Лимонов, рассуждающий на вселенские темы идеологии и культуры, — это нонсенс. В хроникально-публицистическом «Убийстве часового» он рассуждает немало (а «Дисциплинарный санаторий» весь состоит из таких рассуждений), и эти страницы в книге пустотны, их можно оставить чистыми, как у Стерна, и пропустить не читая, но, к счастью, там есть и другие страницы, где он проявляет себя нестесненно, со всей прирожденной эгоцентрической мощью, — вот к чему приглядеться не грех, вот в чем его сила.
Насилие, насилие, насилие, твердит он, не уставая, являет собой сердце мира, агрессия — его заповедный корень, человек все время творит насилие, ибо он человек и агрессия ему свойственна неотменяемо. Трупы Югославии, мертвецы Приднестровья, гниющие раны Абхазии — всюду побывал Лимонов и увидел только смерть и насилие. Агрессивность ужасна, она может сжечь все вокруг, и она же чудесна и благодетельна, потому что только агрессия мужества позволяет защититься от чужого насилия. Героическое отношение к жизни и смерти, недостижимые экзистенциальные высоты самурайского кодекса Дзётё Ямамото, воина и монаха, боровшегося против наглой профанации этой этики своекорыстными торговцами из Осаки, не способными умереть так, как подобает мужчинам, этика защитников Брестской крепости и Сталинграда, этика маршала Ахромеева, часового евразийских пространств, который убил себя, когда понял, что ему уже не удастся защитить свою родину от предательства начальника караула, — это путь воина, путь патриота и путь поэта, который, повинуясь древнейшей традиции слова, вновь посвятил себя воспеванью героев.

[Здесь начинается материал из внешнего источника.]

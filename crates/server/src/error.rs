// crates/server/src/error.rs
use axum::{
    http::StatusCode,
    response::{IntoResponse, Response},
    Json,
};
use crysta_view_core::AuthError;
use crysta_view_db::{DbError, DbResult};
use serde::Serialize;
use thiserror::Error;
use ts_rs::TS;

/// Structured JSON error response for API errors
#[derive(Debug, Serialize, TS)]
#[cfg_attr(feature = "codegen", ts(export, export_to = "../../../web/src/types/generated/"))]
#[cfg_attr(test, derive(serde::Deserialize))]
pub struct ErrorResponse {
    pub error: String,
    #[serde(default, skip_serializing_if = "Option::is_none")]
    pub details: Option<String>,
}

impl ErrorResponse {
    pub fn new(error: impl Into<String>) -> Self {
        Self {
            error: error.into(),
            details: None,
        }
    }

    pub fn with_details(error: impl Into<String>, details: impl Into<String>) -> Self {
        Self {
            error: error.into(),
            details: Some(details.into()),
        }
    }
}

/// API error types that map to HTTP status codes
#[derive(Debug, Error)]
pub enum ApiError {
    #[error("Bad request: {0}")]
    BadRequest(String),

    #[error("Unauthorized: {0}")]
    Unauthorized(String),

    #[error("Not found: {0}")]
    NotFound(String),

    #[error("Backend error: {0}")]
    Database(#[from] DbError),

    #[error("Auth error: {0}")]
    Auth(#[from] AuthError),

    #[error("Internal server error: {0}")]
    Internal(String),
}

impl IntoResponse for ApiError {
    fn into_response(self) -> Response {
        let (status, error_response) = match &self {
            ApiError::BadRequest(msg) => {
                tracing::warn!(message = %msg, "Bad request");
                (
                    StatusCode::BAD_REQUEST,
                    ErrorResponse::with_details("Bad request", msg.clone()),
                )
            }
            ApiError::Unauthorized(msg) => {
                tracing::debug!(message = %msg, "Unauthorized");
                (
                    StatusCode::UNAUTHORIZED,
                    ErrorResponse::with_details("Unauthorized", msg.clone()),
                )
            }
            ApiError::NotFound(what) => {
                tracing::debug!(what = %what, "Not found");
                (
                    StatusCode::NOT_FOUND,
                    ErrorResponse::with_details("Not found", what.clone()),
                )
            }
            ApiError::Database(db_err) => {
                let status = match db_err {
                    DbError::Config(_) => StatusCode::INTERNAL_SERVER_ERROR,
                    _ => StatusCode::BAD_GATEWAY,
                };
                tracing::error!(error = %db_err, "Backend error");
                (
                    status,
                    ErrorResponse::with_details("Backend error", db_err.to_string()),
                )
            }
            ApiError::Auth(auth_err) => {
                tracing::error!(error = %auth_err, "Session storage error");
                (
                    StatusCode::INTERNAL_SERVER_ERROR,
                    ErrorResponse::new("Internal server error"),
                )
            }
            ApiError::Internal(msg) => {
                tracing::error!(message = %msg, "Internal server error");
                (
                    StatusCode::INTERNAL_SERVER_ERROR,
                    ErrorResponse::new("Internal server error"),
                )
            }
        };

        (status, Json(error_response)).into_response()
    }
}

/// Result type alias for API handlers
pub type ApiResult<T> = Result<T, ApiError>;

/// Unwrap an aggregate read, answering with the zeroed value when the
/// backend failed. Dashboard views render empty state rather than errors.
pub fn or_default<T: Default>(endpoint: &str, result: DbResult<T>) -> T {
    or_fallback(endpoint, result, T::default())
}

pub fn or_fallback<T>(endpoint: &str, result: DbResult<T>, fallback: T) -> T {
    match result {
        Ok(value) => value,
        Err(e) => {
            tracing::warn!(endpoint, error = %e, "backend read failed; serving empty result");
            metrics::counter!("crysta_degraded_responses_total", "endpoint" => endpoint.to_string())
                .increment(1);
            fallback
        }
    }
}
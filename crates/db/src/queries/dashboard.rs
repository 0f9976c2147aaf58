// crates/db/src/queries/dashboard.rs
// Head counts, the dashboard overview, and cached global/conversation stats.

use std::collections::HashMap;

use chrono::{DateTime, Utc};
use crysta_view_core::transform::calculate_lead_metrics;
use crysta_view_core::{rate, ConversationStats, DashboardOverview, GlobalStats, Lead};

use crate::query::{CountMode, Query, Table};
use crate::scan::{scan_pages, SESSION_SCAN_MAX_PAGES, USERS_SCAN_MAX_PAGES};
use crate::source::SessionRow;
use crate::{Database, DbResult};

/// Sessions with at least this many messages count as active.
pub const ACTIVE_CONVERSATION_MIN_MESSAGES: usize = 5;

impl Database {
    /// Exact row count for `query` without fetching rows.
    pub(crate) async fn head_count(&self, query: Query) -> DbResult<usize> {
        let resp = self
            .source()
            .execute(&query.count(CountMode::ExactHead))
            .await?;
        Ok(resp.total())
    }

    pub async fn users_count(&self) -> DbResult<usize> {
        self.head_count(Query::from(Table::Users)).await
    }

    pub async fn chat_history_count(&self) -> DbResult<usize> {
        self.head_count(Query::from(Table::ChatHistories)).await
    }

    /// Leads updated since the start of the current UTC day.
    pub async fn active_users_today(&self, now: DateTime<Utc>) -> DbResult<usize> {
        let today = now.format("%Y-%m-%d").to_string();
        self.head_count(Query::from(Table::Users).gte("updated_at", today))
            .await
    }

    async fn appointments_count(&self) -> DbResult<usize> {
        self.head_count(Query::from(Table::Users).not_null("appointment_date"))
            .await
    }

    async fn lead_analytics_rows(&self) -> DbResult<Vec<Lead>> {
        let mut leads = Vec::new();
        let base = Query::from(Table::Users).select("created_at, age, user_city, lead_status, source");
        scan_pages::<Lead, _>(self.source(), &base, USERS_SCAN_MAX_PAGES, |lead| leads.push(lead))
            .await?;
        Ok(leads)
    }

    /// Headline numbers for the dashboard home page.
    pub async fn dashboard_overview(&self, now: DateTime<Utc>) -> DbResult<DashboardOverview> {
        let (total_leads, total_chats, active_users, leads, appointments) = tokio::try_join!(
            self.users_count(),
            self.chat_history_count(),
            self.active_users_today(now),
            self.lead_analytics_rows(),
            self.appointments_count(),
        )?;

        let metrics = calculate_lead_metrics(&leads);
        Ok(DashboardOverview {
            total_leads,
            total_chats,
            active_users,
            appointment_rate: rate(appointments, total_leads),
            conversion_rate: metrics.conversion_rate,
            status_distribution: metrics.status_distribution,
            city_distribution: metrics.city_distribution,
            source_distribution: metrics.source_distribution,
        })
    }

    pub async fn global_stats(&self) -> DbResult<GlobalStats> {
        self.cached("global_stats", || async move {
            let (total_users, total_messages, conversations) = tokio::try_join!(
                self.users_count(),
                self.chat_history_count(),
                self.conversation_stats(),
            )?;
            Ok(GlobalStats {
                total_conversations: conversations.total_conversations,
                total_messages,
                total_users,
                active_conversations: conversations.active_conversations,
                avg_messages_per_conversation: conversations.avg_messages,
            })
        })
        .await
    }

    /// Distinct sessions, sessions with 5+ messages, and the rounded mean
    /// messages per session.
    pub async fn conversation_stats(&self) -> DbResult<ConversationStats> {
        self.cached("conversation_stats", || async move {
            let mut per_session: HashMap<String, usize> = HashMap::new();
            let base = Query::from(Table::ChatHistories).select("session_id");
            scan_pages::<SessionRow, _>(self.source(), &base, SESSION_SCAN_MAX_PAGES, |row| {
                *per_session.entry(row.session_id).or_insert(0) += 1;
            })
            .await?;

            let total_conversations = per_session.len();
            let total_messages: usize = per_session.values().sum();
            let active_conversations = per_session
                .values()
                .filter(|&&n| n >= ACTIVE_CONVERSATION_MIN_MESSAGES)
                .count();
            Ok(ConversationStats {
                total_conversations,
                active_conversations,
                avg_messages: rounded_mean(total_messages, total_conversations),
            })
        })
        .await
    }
}

/// `round(total / n)`, 0 when `n` is 0.
pub(crate) fn rounded_mean(total: usize, n: usize) -> usize {
    if n == 0 {
        return 0;
    }
    (total as f64 / n as f64).round() as usize
}
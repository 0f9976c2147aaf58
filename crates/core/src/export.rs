// crates/core/src/export.rs
//! CSV rendering for lead and conversation exports.

use crate::transform::{format_date, format_phone_number, truncate_text};
use crate::types::{ConversationSummary, DisplayLead};

pub const LEAD_COLUMNS: [&str; 14] = [
    "Name",
    "Phone",
    "Age",
    "Location",
    "Lead Status",
    "Appointment Date",
    "Appointment Time",
    "Source",
    "Spouse Info",
    "Trying Duration",
    "Previous Treatments",
    "Preferred Center",
    "Created",
    "Updated",
];

pub const CONVERSATION_COLUMNS: [&str; 8] = [
    "Phone",
    "Name",
    "City",
    "Age",
    "Lead Status",
    "Messages",
    "Last Activity",
    "Last Message",
];

/// Escape a CSV field: wrap in quotes and double embedded quotes when it
/// contains a comma, quote, or line break.
pub fn escape_csv_field(field: &str) -> String {
    if field.contains(',') || field.contains('"') || field.contains('\n') || field.contains('\r') {
        format!("\"{}\"", field.replace('"', "\"\""))
    } else {
        field.to_string()
    }
}

/// Builds a `\n`-separated CSV document. Line breaks inside fields are
/// flattened to spaces so every record occupies exactly one line.
#[derive(Debug, Clone)]
pub struct CsvBuilder {
    lines: Vec<String>,
}

impl CsvBuilder {
    pub fn new(headers: &[&str]) -> Self {
        let mut builder = Self { lines: Vec::new() };
        builder.row(headers.iter().copied());
        builder
    }

    pub fn row<I, S>(&mut self, fields: I)
    where
        I: IntoIterator<Item = S>,
        S: AsRef<str>,
    {
        let line = fields
            .into_iter()
            .map(|f| escape_csv_field(&flatten(f.as_ref())))
            .collect::<Vec<_>>()
            .join(",");
        self.lines.push(line);
    }

    /// Number of data rows, excluding the header.
    pub fn records(&self) -> usize {
        self.lines.len().saturating_sub(1)
    }

    pub fn finish(self) -> String {
        self.lines.join("\n")
    }
}

fn flatten(field: &str) -> String {
    field.replace("\r\n", " ").replace(['\n', '\r'], " ")
}

fn opt(value: &Option<String>) -> &str {
    value.as_deref().unwrap_or_default()
}

pub fn leads_csv(leads: &[DisplayLead]) -> String {
    let mut csv = CsvBuilder::new(&LEAD_COLUMNS);
    for lead in leads {
        let age = lead.age.map(|a| a.to_string()).unwrap_or_default();
        csv.row([
            lead.name.as_str(),
            lead.phone.as_str(),
            age.as_str(),
            lead.location.as_str(),
            lead.lead_status.as_str(),
            opt(&lead.appointment_date),
            opt(&lead.appointment_time),
            lead.source.as_str(),
            lead.spouse_info.as_str(),
            opt(&lead.trying_duration),
            opt(&lead.previous_treatments),
            opt(&lead.preferred_center),
            format_date(&lead.created_at).as_str(),
            format_date(&lead.updated_at).as_str(),
        ]);
    }
    csv.finish()
}

pub fn conversations_csv(conversations: &[ConversationSummary]) -> String {
    let mut csv = CsvBuilder::new(&CONVERSATION_COLUMNS);
    for conv in conversations {
        csv.row([
            format_phone_number(&conv.phone),
            conv.name.clone().unwrap_or_else(|| "Unknown".to_string()),
            conv.city.clone().unwrap_or_default(),
            conv.age.map(|a| a.to_string()).unwrap_or_default(),
            conv.lead_status
                .clone()
                .unwrap_or_else(|| "incomplete".to_string()),
            conv.message_count.to_string(),
            conv.last_activity.clone(),
            truncate_text(&conv.last_message, 100),
        ]);
    }
    csv.finish()
}
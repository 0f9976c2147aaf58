//! End-to-end router tests over the seeded in-memory backend.

use std::sync::Arc;

use axum::{
    body::{to_bytes, Body},
    http::{header, Method, Request, StatusCode},
    Router,
};
use chrono::Utc;
use crysta_view_core::Lead;
use crysta_view_db::{MemoryStore, Table};
use crysta_view_server::{create_app, AppState};
use pretty_assertions::assert_eq;
use tower::ServiceExt;

fn signed_in() -> (Arc<AppState>, Arc<MemoryStore>, Router) {
    let (state, store) = AppState::demo(Utc::now());
    state.auth.sign_in("admin@crysta.com", "admin123").unwrap();
    let app = create_app(state.clone());
    (state, store, app)
}

async fn send(app: &Router, method: Method, uri: &str) -> (StatusCode, axum::http::HeaderMap, String) {
    let response = app
        .clone()
        .oneshot(Request::builder().method(method).uri(uri).body(Body::empty()).unwrap())
        .await
        .unwrap();
    let status = response.status();
    let headers = response.headers().clone();
    let body = to_bytes(response.into_body(), usize::MAX).await.unwrap();
    (status, headers, String::from_utf8(body.to_vec()).unwrap())
}

async fn get_json(app: &Router, uri: &str) -> serde_json::Value {
    let (status, _, body) = send(app, Method::GET, uri).await;
    assert_eq!(status, StatusCode::OK, "GET {uri} -> {body}");
    serde_json::from_str(&body).unwrap()
}

#[tokio::test]
async fn test_data_routes_require_sign_in() {
    let (state, _store) = AppState::demo(Utc::now());
    let app = create_app(state);

    for uri in [
        "/api/stats/dashboard",
        "/api/stats/global",
        "/api/analytics/cities",
        "/api/analytics/daily",
        "/api/leads",
        "/api/conversations",
        "/api/conversations/919876543210/messages",
        "/api/activity/recent",
        "/api/export/leads",
    ] {
        let (status, _, body) = send(&app, Method::GET, uri).await;
        assert_eq!(status, StatusCode::UNAUTHORIZED, "{uri}");
        assert!(body.contains("Unauthorized"));
    }
    let (status, _, _) = send(&app, Method::POST, "/api/sync").await;
    assert_eq!(status, StatusCode::UNAUTHORIZED);

    let (status, _, _) = send(&app, Method::GET, "/api/health").await;
    assert_eq!(status, StatusCode::OK);
}

#[tokio::test]
async fn test_sign_in_opens_the_gate() {
    let (state, _store) = AppState::demo(Utc::now());
    let app = create_app(state);

    let response = app
        .clone()
        .oneshot(
            Request::builder()
                .method(Method::POST)
                .uri("/api/auth/sign-in")
                .header(header::CONTENT_TYPE, "application/json")
                .body(Body::from(r#"{"email":"admin@crysta.com","password":"admin123"}"#))
                .unwrap(),
        )
        .await
        .unwrap();
    assert_eq!(response.status(), StatusCode::OK);

    let json = get_json(&app, "/api/stats/global").await;
    assert_eq!(json["totalUsers"], 6);
    assert_eq!(json["totalMessages"], 24);
}

#[tokio::test]
async fn test_leads_page_and_filters() {
    let (_state, _store, app) = signed_in();

    let json = get_json(&app, "/api/leads?page=0&pageSize=4").await;
    assert_eq!(json["total"], 6);
    assert_eq!(json["leads"].as_array().unwrap().len(), 4);
    assert_eq!(json["hasMore"], true);

    let json = get_json(&app, "/api/leads?city=Mumbai").await;
    assert_eq!(json["total"], 2);

    let json = get_json(&app, "/api/leads?status=qualified&city=all").await;
    assert_eq!(json["total"], 2);

    let json = get_json(&app, "/api/leads?pageSize=0").await;
    assert_eq!(json["pageSize"], 1);

    let (status, _, body) = send(&app, Method::GET, "/api/leads?status=hot").await;
    assert_eq!(status, StatusCode::BAD_REQUEST);
    assert!(body.contains("hot"));

    let cities = get_json(&app, "/api/leads/cities").await;
    assert!(cities.as_array().unwrap().iter().any(|c| c == "Mumbai"));
}

#[tokio::test]
async fn test_huge_page_index_is_rejected() {
    let (_state, _store, app) = signed_in();

    for uri in [
        "/api/leads?page=18446744073709551615&pageSize=1000",
        "/api/conversations?page=18446744073709551615&pageSize=1000",
        "/api/conversations?page=100001&search=priya",
    ] {
        let (status, _, body) = send(&app, Method::GET, uri).await;
        assert_eq!(status, StatusCode::BAD_REQUEST, "{uri}");
        assert!(body.contains("beyond the last allowed page"), "{uri} -> {body}");
    }

    let json = get_json(&app, "/api/leads?page=100000&pageSize=1000").await;
    assert_eq!(json["total"], 6);
    assert_eq!(json["leads"].as_array().unwrap().len(), 0);
    assert_eq!(json["hasMore"], false);

    let json = get_json(&app, "/api/conversations?page=100000&pageSize=1000").await;
    assert_eq!(json["conversations"].as_array().unwrap().len(), 0);
    assert_eq!(json["hasMore"], false);
}

#[tokio::test]
async fn test_engagement_route() {
    let (_state, _store, app) = signed_in();

    let json = get_json(&app, "/api/analytics/engagement").await;
    assert_eq!(json["totalMessages"], 24);
    assert_eq!(json["uniqueUsers"], 6);
    assert_eq!(json["avgMessagesPerUser"], 4.0);
    assert_eq!(json["messagesByHour"].as_array().unwrap().len(), 24);
}

#[tokio::test]
async fn test_backend_failure_serves_empty_page() {
    let (_state, store, app) = signed_in();
    store.fail_table(Table::Users);

    let json = get_json(&app, "/api/leads?page=2&pageSize=10").await;
    assert_eq!(json["total"], 0);
    assert_eq!(json["page"], 2);
    assert_eq!(json["pageSize"], 10);

    let (status, _, body) = send(&app, Method::GET, "/api/export/leads").await;
    assert_eq!(status, StatusCode::BAD_GATEWAY);
    assert!(body.contains("users is unavailable"));
}

#[tokio::test]
async fn test_conversation_transcript_and_lead() {
    let (_state, _store, app) = signed_in();

    let list = get_json(&app, "/api/conversations").await;
    assert_eq!(list["total"], 6);

    let messages = get_json(&app, "/api/conversations/919876543210/messages").await;
    let messages = messages.as_array().unwrap();
    assert!(!messages.is_empty());
    let stamps: Vec<&str> = messages
        .iter()
        .map(|m| m["timestamp"].as_str().unwrap())
        .collect();
    let mut sorted = stamps.clone();
    sorted.sort();
    assert_eq!(stamps, sorted);

    assert_eq!(messages[0]["messageType"], "human");
    assert_eq!(messages[1]["messageType"], "ai");
    assert!(messages[1]["messageContent"]
        .as_str()
        .unwrap()
        .starts_with("I'm sorry to hear that"));
    assert!(messages[1]["displayTime"].is_string());
    assert!(messages[1]["extractedData"].is_null());

    let lead = get_json(&app, "/api/conversations/919876543210/lead").await;
    assert_eq!(lead["full_name"], "Priya Sharma");

    let (status, _, _) = send(&app, Method::GET, "/api/conversations/000/lead").await;
    assert_eq!(status, StatusCode::NOT_FOUND);
}

#[tokio::test]
async fn test_leads_csv_export() {
    let (_state, store, app) = signed_in();
    store.insert_leads(&[Lead {
        id: 99,
        phone_number: "919800000099".into(),
        full_name: Some("Asha \"Ash\" Pillai".into()),
        user_city: Some("Kochi".into()),
        lead_status: Some("qualified".into()),
        created_at: "2024-06-01T08:00:00Z".into(),
        updated_at: "2024-06-01T08:00:00Z".into(),
        ..Default::default()
    }]);

    let (status, headers, body) = send(&app, Method::GET, "/api/export/leads").await;
    assert_eq!(status, StatusCode::OK);
    assert_eq!(headers[header::CONTENT_TYPE], "text/csv; charset=utf-8");
    assert!(headers[header::CONTENT_DISPOSITION]
        .to_str()
        .unwrap()
        .contains("ivf_leads.csv"));

    let lines: Vec<&str> = body.lines().collect();
    assert_eq!(lines.len(), 1 + 7);
    assert!(lines[0].starts_with("Name,Phone"));
    assert!(body.contains("\"Asha \"\"Ash\"\" Pillai\""));

    let (_, _, body) = send(&app, Method::GET, "/api/export/leads?city=Kochi").await;
    assert_eq!(body.lines().count(), 2);
}

#[tokio::test]
async fn test_conversations_csv_export() {
    let (_state, _store, app) = signed_in();

    let (status, headers, body) = send(&app, Method::GET, "/api/export/conversations").await;
    assert_eq!(status, StatusCode::OK);
    assert!(headers[header::CONTENT_DISPOSITION]
        .to_str()
        .unwrap()
        .contains("conversations.csv"));
    assert_eq!(body.lines().count(), 1 + 6);
}

#[tokio::test]
async fn test_sync_drops_cached_aggregates() {
    let (_state, store, app) = signed_in();

    let json = get_json(&app, "/api/stats/global").await;
    assert_eq!(json["totalUsers"], 6);

    store.insert_leads(&[Lead {
        id: 100,
        phone_number: "919800000100".into(),
        created_at: "2024-06-02T08:00:00Z".into(),
        updated_at: "2024-06-02T08:00:00Z".into(),
        ..Default::default()
    }]);
    let json = get_json(&app, "/api/stats/global").await;
    assert_eq!(json["totalUsers"], 6, "served from cache");

    let (status, _, body) = send(&app, Method::POST, "/api/sync").await;
    assert_eq!(status, StatusCode::OK);
    let sync: serde_json::Value = serde_json::from_str(&body).unwrap();
    assert!(sync["cleared"].as_u64().unwrap() >= 1);

    let json = get_json(&app, "/api/stats/global").await;
    assert_eq!(json["totalUsers"], 7);
}

#[tokio::test]
async fn test_report_windows_are_clamped() {
    let (_state, _store, app) = signed_in();

    let daily = get_json(&app, "/api/analytics/daily?days=500").await;
    assert_eq!(daily.as_array().unwrap().len(), 90);

    let daily = get_json(&app, "/api/analytics/daily").await;
    assert_eq!(daily.as_array().unwrap().len(), 7);

    let hourly = get_json(&app, "/api/analytics/hourly").await;
    assert_eq!(hourly.as_array().unwrap().len(), 24);

    let report = get_json(&app, "/api/analytics/monthly-report?months=0").await;
    assert_eq!(report.as_array().unwrap().len(), 1);

    let activity = get_json(&app, "/api/activity/recent?leads=2&chats=3").await;
    assert_eq!(activity["leads"].as_array().unwrap().len(), 2);
    assert_eq!(activity["chats"].as_array().unwrap().len(), 3);
}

Но и это не все, и нету здесь главной правды, самой волнующей и лимоновской. Не потому хорошо насилие мужества, что оно героично, а потому оно хорошо, что красиво, витально и физиологично, что в нем соль этой жизни, ее семя и кровь и ее трепетание, ее самая тайная, самая важная сила и завязь — начало начал эстетического. Этика агрессивного героизма, как это было и у Константина Леонтьева, нынешнего лимоновского вдохновителя, безраздельно подчинена самодовлеющей эстетике красочного насилия, которая, по мнению их обоих, учителя и ученика, одна только и может сегодня противостоять демократической скверне.
Лимонов — фашист, национал-большевик, он красно-коричневый. Да хоть бы и так. Если «фашизм» ему необходим для писания и биографии, как антропософия Андрею Белому, то пускай он его исповедует на здоровье (как если б Лимонов мог что-нибудь исповедовать отдельно от своей поп-культурной «игры»). Он эстет и романтик, усвоивший жизнестроительную технику современного искусства, что, разумеется, «фашизму» нимало не противоречит. Он отменный профессионал горьковской складки, у него выучка грамотного мастерового. Его реакция на Демократию, на «бронированные эскадры Капитала» (Брехт), вновь подошедшие к послесоветским берегам, инспирирована различными стилистическими веяниями: классической романтикой, из прошлого столетия, от Карлейля, Герцена, Ницше, от Бакунина с его аристократическим разрушением-созиданием; джинсово-кожаным гошизмом в Латинском квартале; новейшей русской правой, пестрой, как клоунское одеяние, и так далее — и о чем здесь еще говорить, но вот одно обстоятельство остается, зорко Лимоновым подмеченное. Демократия в России не успела за младостью лет сформировать в себе и вокруг себя незыблемую скалу охранительных художественных ценностей, у нее нет пока собственной красоты, независимой от импортированного потребительства (да и вообще деспотизм, тирания — красивее, эстетичней, это любому посетителю оперы, любому накрахмаленному, вздыхающему балетоману понятно, стиль — орудие тирании, как заметил Гомбрович). Нет у нее героической мифологии бури и натиска, некому пока написать русскую «Песню о топоре», нет своего Фафнира, свернувшегося грандиозными и смердящими кольцами на страже новонакопленного золота второго российского капитализма, нет, между прочим, и Зигфрида в озарениях духовидческой северной музыки, но претенденты на эту роль появляются. «Трагедийность, романтизм и героизм зато без колебаний ушли в сторону красно-коричневых. Макашов, вышедший из здания технического центра телевидения ночью 3 октября, автомат на плече, после боя в полыхающем здании, вытирающий черным беретом пот с лица, — сзади пожар и трассирующие очереди крупнокалиберных пулеметов фоном, — персонаж трагедии», — пишет автор в «Лимонке» (швырнуть в интеллигенцию).